4th or am i nuts?

@elly1 I loved this article, I remember reading it when it first came out. And it was emotional reading it again now that I have this monumental decision to make. Thank you for the suggestion.
 
@jason106p Given the fertility issues you’ve already identified you may find conceiving a 4th more difficult, involving a loss (or more than one) or a longer period TTC. I’m 35 and had two miscarriages this year. Based on my experience and that of friends IRL and online, it seems like TTC in your mid- to late-30s can be a total crapshoot. Your reasoning about wanting to “prove” your health/youth/fertility is something I’d question, you may end up having a hard time which may cause a lot of emotional turmoil.
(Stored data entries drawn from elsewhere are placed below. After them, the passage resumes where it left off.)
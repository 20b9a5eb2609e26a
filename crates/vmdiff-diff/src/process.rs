//! Process differ: compares two process-list snapshots keyed by process id.
//!
//! Each process is rendered as canonical JSON (sorted keys, four-space
//! indent) after its environment variables and command line are merged in,
//! and the two renderings are line-diffed with full context.

use std::cell::OnceCell;
use std::collections::{BTreeMap, BTreeSet, HashMap};

use regex::Regex;
use serde::{Deserialize, Serialize};
use serde_json::ser::PrettyFormatter;
use serde_json::{Map, Value};
use tracing::{debug, info, warn};
use vmdiff_types::Diff;

use crate::error::{DiffError, DiffResult};
use crate::line_diff::{unified_diff, Context};
use crate::traits::{EntityDiffer, EntitySpace};
use crate::unified::UnifiedDiff;

/// One process record as emitted by the process-list plugin.
pub type ProcessRecord = Map<String, Value>;

/// Field dropped before comparison because it changes constantly.
pub const VOLATILE_FIELD: &str = "Threads";
pub const ENVIRONMENT_FIELD: &str = "EnvironmentVariables";
pub const COMMAND_LINE_FIELD: &str = "CommandLine";

/// Command-line text reported for processes that exited during capture.
pub const EXITED_MARKER: &str = "is not valid (process exited?)";

/// One row of the environment-variable plugin output.
#[derive(Clone, Debug, PartialEq, Serialize, Deserialize)]
pub struct EnvironmentVariable {
    #[serde(rename = "PID")]
    pub pid: u64,
    #[serde(rename = "Variable")]
    pub variable: String,
    #[serde(rename = "Value", default)]
    pub value: Value,
}

/// One row of the command-line plugin output.
#[derive(Clone, Debug, PartialEq, Serialize, Deserialize)]
pub struct CommandLine {
    #[serde(rename = "PID")]
    pub pid: u64,
    #[serde(rename = "Args", default)]
    pub args: Value,
}

/// The plugin outputs captured from one memory image.
#[derive(Clone, Debug, Default, PartialEq)]
pub struct ProcessSnapshot {
    pub processes: Vec<ProcessRecord>,
    pub environment: Vec<EnvironmentVariable>,
    pub command_lines: Vec<CommandLine>,
}

/// A process prepared for diffing.
#[derive(Clone, Debug)]
struct Process {
    name: String,
    title: String,
    parent: Option<String>,
    exited: bool,
    lines: Vec<String>,
}

fn id_of(value: &Value) -> Option<String> {
    match value {
        Value::Number(n) => Some(n.to_string()),
        Value::String(s) if !s.is_empty() => Some(s.clone()),
        _ => None,
    }
}

/// Rebuild a value with every object's keys in ascending order.
fn sorted(value: &Value) -> Value {
    match value {
        Value::Object(map) => {
            let mut keys: Vec<&String> = map.keys().collect();
            keys.sort();
            let mut out = Map::new();
            for key in keys {
                out.insert(key.clone(), sorted(&map[key]));
            }
            Value::Object(out)
        }
        Value::Array(items) => Value::Array(items.iter().map(sorted).collect()),
        other => other.clone(),
    }
}

/// Render a record as sorted, four-space-indented JSON lines.
fn canonical_lines(record: &ProcessRecord) -> DiffResult<Vec<String>> {
    let value = sorted(&Value::Object(record.clone()));
    let mut buf = Vec::new();
    let formatter = PrettyFormatter::with_indent(b"    ");
    let mut ser = serde_json::Serializer::with_formatter(&mut buf, formatter);
    value
        .serialize(&mut ser)
        .map_err(|e| DiffError::Serialization(e.to_string()))?;
    let text = String::from_utf8(buf).map_err(|e| DiffError::Serialization(e.to_string()))?;
    Ok(text.lines().map(str::to_string).collect())
}

/// Index a snapshot by process id with side tables merged in.
fn index(snapshot: ProcessSnapshot) -> DiffResult<BTreeMap<String, Process>> {
    let mut records: BTreeMap<String, ProcessRecord> = BTreeMap::new();
    for mut record in snapshot.processes {
        let Some(pid) = record.get("PID").and_then(id_of) else {
            warn!("skipping process record without a PID");
            continue;
        };
        record.remove(VOLATILE_FIELD);
        records.insert(pid, record);
    }

    let mut environments: BTreeMap<String, Map<String, Value>> = BTreeMap::new();
    for var in snapshot.environment {
        environments
            .entry(var.pid.to_string())
            .or_default()
            .insert(var.variable, var.value);
    }
    for (pid, vars) in environments {
        match records.get_mut(&pid) {
            Some(record) => {
                record.insert(ENVIRONMENT_FIELD.to_string(), Value::Object(vars));
            }
            None => debug!(pid = %pid, "environment for unknown process"),
        }
    }

    for cmdline in snapshot.command_lines {
        let pid = cmdline.pid.to_string();
        match records.get_mut(&pid) {
            Some(record) => {
                record.insert(COMMAND_LINE_FIELD.to_string(), cmdline.args);
            }
            None => debug!(pid = %pid, "command line for unknown process"),
        }
    }

    records
        .into_iter()
        .map(|(pid, record)| -> DiffResult<(String, Process)> {
            let name = record
                .get("ImageFileName")
                .and_then(Value::as_str)
                .unwrap_or_default()
                .to_string();
            let exited = record
                .get(COMMAND_LINE_FIELD)
                .and_then(Value::as_str)
                .is_some_and(|args| args.contains(EXITED_MARKER));
            let process = Process {
                title: format!("{name}-{pid}"),
                name,
                parent: record.get("PPID").and_then(id_of),
                exited,
                lines: canonical_lines(&record)?,
            };
            Ok((pid, process))
        })
        .collect()
}

/// Diffs two process-list snapshots.
pub struct ProcessDiffer {
    before: BTreeMap<String, Process>,
    after: BTreeMap<String, Process>,
    ignore: Option<Regex>,
    changed: OnceCell<BTreeSet<String>>,
    memo: HashMap<String, Option<Diff>>,
}

impl ProcessDiffer {
    /// Create a differ. Processes whose image name matches `ignore_regex` are
    /// treated as absent on that side.
    pub fn new(
        before: ProcessSnapshot,
        after: ProcessSnapshot,
        ignore_regex: Option<&str>,
    ) -> DiffResult<Self> {
        let ignore = match ignore_regex {
            Some(pattern) if !pattern.is_empty() => Some(Regex::new(pattern)?),
            _ => None,
        };
        Ok(Self {
            before: index(before)?,
            after: index(after)?,
            ignore,
            changed: OnceCell::new(),
            memo: HashMap::new(),
        })
    }

    /// A side's process as it takes part in the comparison.
    fn effective<'a>(&self, side: &'a BTreeMap<String, Process>, pid: &str) -> Option<&'a Process> {
        let process = side.get(pid)?;
        if process.exited {
            debug!(pid, "process exited during capture");
            return None;
        }
        if let Some(re) = &self.ignore {
            if re.is_match(&process.name) {
                info!(pid, name = %process.name, "ignoring process matching filter");
                return None;
            }
        }
        Some(process)
    }

    fn lines_of(process: Option<&Process>) -> &[String] {
        match process {
            Some(p) => &p.lines,
            None => &[],
        }
    }

    fn scan(&self) -> BTreeSet<String> {
        let pids: BTreeSet<&String> = self.before.keys().chain(self.after.keys()).collect();
        let changed: BTreeSet<String> = pids
            .into_iter()
            .filter(|pid| {
                let a = self.effective(&self.before, pid);
                let b = self.effective(&self.after, pid);
                Self::lines_of(a) != Self::lines_of(b)
            })
            .cloned()
            .collect();
        info!(
            before = self.before.len(),
            after = self.after.len(),
            changed = changed.len(),
            "scanned process snapshots"
        );
        changed
    }

    fn compute(&self, pid: &str) -> Option<Diff> {
        let a = self.effective(&self.before, pid);
        let b = self.effective(&self.after, pid);

        let from = a.or(b)?.title.as_str();
        let to = b.or(a)?.title.as_str();

        let hunks = unified_diff(Self::lines_of(a), Self::lines_of(b), from, to, Context::Full);
        if hunks.is_empty() {
            return None;
        }

        let mut body = vec![format!("diff --git {from} {to}")];
        match (a, b) {
            (None, Some(_)) => body.push("new file".to_string()),
            (Some(_), None) => body.push("deleted file".to_string()),
            _ => {}
        }
        body.extend(hunks);

        let parent = self
            .after
            .get(pid)
            .or_else(|| self.before.get(pid))
            .and_then(|p| p.parent.clone());

        Some(UnifiedDiff::new(body).into_diff(pid, false, to, parent))
    }
}

impl EntityDiffer for ProcessDiffer {
    fn space(&self) -> EntitySpace {
        EntitySpace::Process
    }

    fn list_changed_keys(&self) -> &BTreeSet<String> {
        self.changed.get_or_init(|| self.scan())
    }

    fn diff(&mut self, key: &str) -> Option<Diff> {
        if let Some(hit) = self.memo.get(key) {
            return hit.clone();
        }
        let result = self.compute(key);
        self.memo.insert(key.to_string(), result.clone());
        result
    }
}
I’d recommend spending some time journaling over the next month or two and really examine those feelings. Go on some walks by yourself and just think about the question of whether you want another. Hopefully spending some quiet time with your thoughts and feelings will help uncover the truer ones, it did for me.
 
@fateh I’m very sorry about your losses. That is heartbreaking. If you don’t mind me asking, are you still continuing to try? I never thought 35 would be the age our fertility would suddenly take a nose dive. Extremely depressing.
 
@jason106p I’ve asked the very same question, although my oldest is 11 and youngest is 3 so bigger age gaps. I’ve honestly haven’t decided for sure yet either, because my fear of similar to yours… I’ll regret not having a 4th in 20 years.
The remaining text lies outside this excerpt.